Records to use
----
use crate::foundation::error::{YumeError, YumeResult};
use crate::scene::record::{Scene, SceneDraft};

const FIRST_SCENE_ID: u64 = 1;

/// Ordered collection of parsed scenes.
///
/// Ids are handed out from a private counter, in arrival order, to drafts that arrive without
/// one. Drafts that carry an explicit id keep it and leave the counter alone, so a caller can
/// produce duplicate ids; lookups then return the first match.
#[derive(Debug)]
pub struct SceneStore {
    scenes: Vec<Scene>,
    next_id: u64,
}

impl Default for SceneStore {
    fn default() -> Self {
        Self::new()
    }
}

impl SceneStore {
    pub fn new() -> Self {
        Self {
            scenes: Vec::new(),
            next_id: FIRST_SCENE_ID,
        }
    }

    /// Validate, default and append a single draft.
    ///
    /// A draft without `raw_text` is rejected before an id is assigned, so a failed insert
    /// never consumes a counter value.
    #[tracing::instrument(skip_all, fields(explicit_id = draft.id))]
    pub fn insert(&mut self, mut draft: SceneDraft) -> YumeResult<&Scene> {
        let Some(raw_text) = draft.raw_text.take() else {
            return Err(missing_raw_text(draft.id));
        };

        let id = match draft.id {
            Some(id) => id,
            None => self.take_next_id(),
        };

        tracing::debug!(id, "scene stored");
        let idx = self.scenes.len();
        self.scenes.push(Scene::from_draft(id, raw_text, draft));
        Ok(&self.scenes[idx])
    }

    /// Insert a batch in order, all or nothing.
    ///
    /// Every draft is checked before the first one is appended. On error the store and its id
    /// counter are exactly as they were before the call.
    pub fn insert_many(
        &mut self,
        drafts: impl IntoIterator<Item = SceneDraft>,
    ) -> YumeResult<&[Scene]> {
        let drafts: Vec<SceneDraft> = drafts.into_iter().collect();
        if let Some(bad) = drafts.iter().find(|d| d.raw_text.is_none()) {
            return Err(missing_raw_text(bad.id));
        }

        let start = self.scenes.len();
        for draft in drafts {
            self.insert(draft)?;
        }
        Ok(&self.scenes[start..])
    }

    pub fn get(&self, id: u64) -> Option<&Scene> {
        self.scenes.iter().find(|s| s.id == id)
    }

    /// Scenes in insertion order.
    pub fn all(&self) -> &[Scene] {
        &self.scenes
    }

    pub fn count(&self) -> usize {
        self.scenes.len()
    }

    pub fn is_empty(&self) -> bool {
        self.scenes.is_empty()
    }

    pub fn clear(&mut self) {
        self.scenes.clear();
        self.next_id = FIRST_SCENE_ID;
    }

    /// Human-readable listing for logs and the CLI. Not a data format.
    pub fn summary(&self) -> String {
        let mut lines = vec!["Scene Summary:".to_string()];
        for s in &self.scenes {
            let mut head = format!("- Scene {}:", s.id);
            if let Some(kind) = s.kind {
                head.push(' ');
                head.push_str(kind.as_str());
            }
            if let Some(location) = s.location.as_deref().filter(|l| !l.is_empty()) {
                head.push(' ');
                head.push_str(location);
            }
            lines.push(format!("{head} ({} characters)", s.characters.len()));
        }
        lines.join("\n")
    }

    fn take_next_id(&mut self) -> u64 {
        let id = self.next_id;
        self.next_id += 1;
        id
    }
}

fn missing_raw_text(id: Option<u64>) -> YumeError {
    match id {
        Some(id) => YumeError::validation(format!("scene {id} missing required key: raw_text")),
        None => YumeError::validation("scene missing required key: raw_text"),
    }
}
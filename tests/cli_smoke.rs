use std::path::PathBuf;

fn exe() -> PathBuf {
    std::env::var_os("CARGO_BIN_EXE_yume")
        .map(PathBuf::from)
        .unwrap_or_else(|| {
            let mut p = PathBuf::from("target").join("debug");
            p.push(if cfg!(windows) { "yume.exe" } else { "yume" });
            p
        })
}

#[test]
fn cli_collage_writes_image() {
    let dir = PathBuf::from("target").join("cli_smoke_collage");
    std::fs::create_dir_all(&dir).unwrap();

    let mut inputs = Vec::new();
    for (i, rgb) in [[200u8, 30, 30], [30, 200, 30], [30, 30, 200]].into_iter().enumerate() {
        let path = dir.join(format!("in_{i}.png"));
        image::RgbImage::from_pixel(16, 16, image::Rgb(rgb))
            .save(&path)
            .unwrap();
        inputs.push(path);
    }
    let out_path = dir.join("collage.png");
    let _ = std::fs::remove_file(&out_path);

    let status = std::process::Command::new(exe())
        .arg("collage")
        .arg("--out")
        .arg(&out_path)
        .args(&inputs)
        .status()
        .unwrap();

    assert!(status.success());
    let out = image::open(&out_path).unwrap();
    assert_eq!((out.width(), out.height()), (830, 830));
}

#[test]
fn cli_scenes_prints_summary() {
    let dir = PathBuf::from("target").join("cli_smoke_scenes");
    std::fs::create_dir_all(&dir).unwrap();

    let in_path = dir.join("scenes.json");
    let f = std::fs::File::create(&in_path).unwrap();
    serde_json::to_writer_pretty(
        f,
        &serde_json::json!([
            {"type": "INT", "location": "Hotel Lobby", "characters": ["Ram", "Mona"], "raw_text": "INT. HOTEL LOBBY"},
            {"raw_text": "EXT. STREET"}
        ]),
    )
    .unwrap();

    let output = std::process::Command::new(exe())
        .arg("scenes")
        .arg("--in")
        .arg(&in_path)
        .output()
        .unwrap();

    assert!(output.status.success());
    let stdout = String::from_utf8_lossy(&output.stdout);
    assert!(stdout.contains("- Scene 1: INT Hotel Lobby (2 characters)"), "{stdout}");
    assert!(stdout.contains("- Scene 2: (0 characters)"), "{stdout}");
}

#[test]
fn cli_location_prints_prompt() {
    let dir = PathBuf::from("target").join("cli_smoke_location");
    let _ = std::fs::remove_dir_all(&dir);
    std::fs::create_dir_all(dir.join("envs")).unwrap();

    std::fs::write(
        dir.join("world.json"),
        r#"{"default_style": "watercolor", "lighting": "golden hour"}"#,
    )
    .unwrap();
    std::fs::write(
        dir.join("envs").join("temple.json"),
        r#"{"name": "Old Temple", "description": "mossy stone steps"}"#,
    )
    .unwrap();
    // relative to the config file, not the working directory
    std::fs::write(
        dir.join("yume.yaml"),
        "world: world.json\nenvironments: envs\n",
    )
    .unwrap();

    let output = std::process::Command::new(exe())
        .arg("location")
        .arg("--config")
        .arg(dir.join("yume.yaml"))
        .arg("OLD TEMPLE")
        .args(["--time", "dusk"])
        .output()
        .unwrap();

    assert!(output.status.success(), "{}", String::from_utf8_lossy(&output.stderr));
    assert_eq!(
        String::from_utf8_lossy(&output.stdout),
        "OLD TEMPLE, mossy stone steps, style: watercolor, lighting: golden hour, set during dusk\n"
    );
}
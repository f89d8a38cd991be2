use std::path::Path;

use crate::foundation::error::YumeResult;
use crate::pipeline::panel::{Panel, StoryboardMetadata};
use crate::scene::{Scene, SceneDraft};

/// Splits raw script text into scene drafts, in script order.
pub trait ScriptParser {
    fn parse(&mut self, script_text: &str) -> YumeResult<Vec<SceneDraft>>;
}

/// Turns one stored scene into one image prompt.
pub trait PromptGenerator {
    fn generate(&mut self, scene: &Scene) -> YumeResult<String>;
}

/// Synthesizes one image per prompt.
pub trait ImageEngine {
    fn generate(&mut self, prompt: &str) -> YumeResult<image::DynamicImage>;
}

/// Assembles panels into the final output and knows how to export it.
pub trait StoryboardBuilder {
    type Storyboard;

    fn build(
        &mut self,
        panels: &[Panel],
        metadata: &StoryboardMetadata,
    ) -> YumeResult<Self::Storyboard>;

    fn save(&self, storyboard: &Self::Storyboard, output_path: &Path) -> YumeResult<()>;
}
----
Determine how many lines in the listing above hold the word "hour", and reply with that number only.

2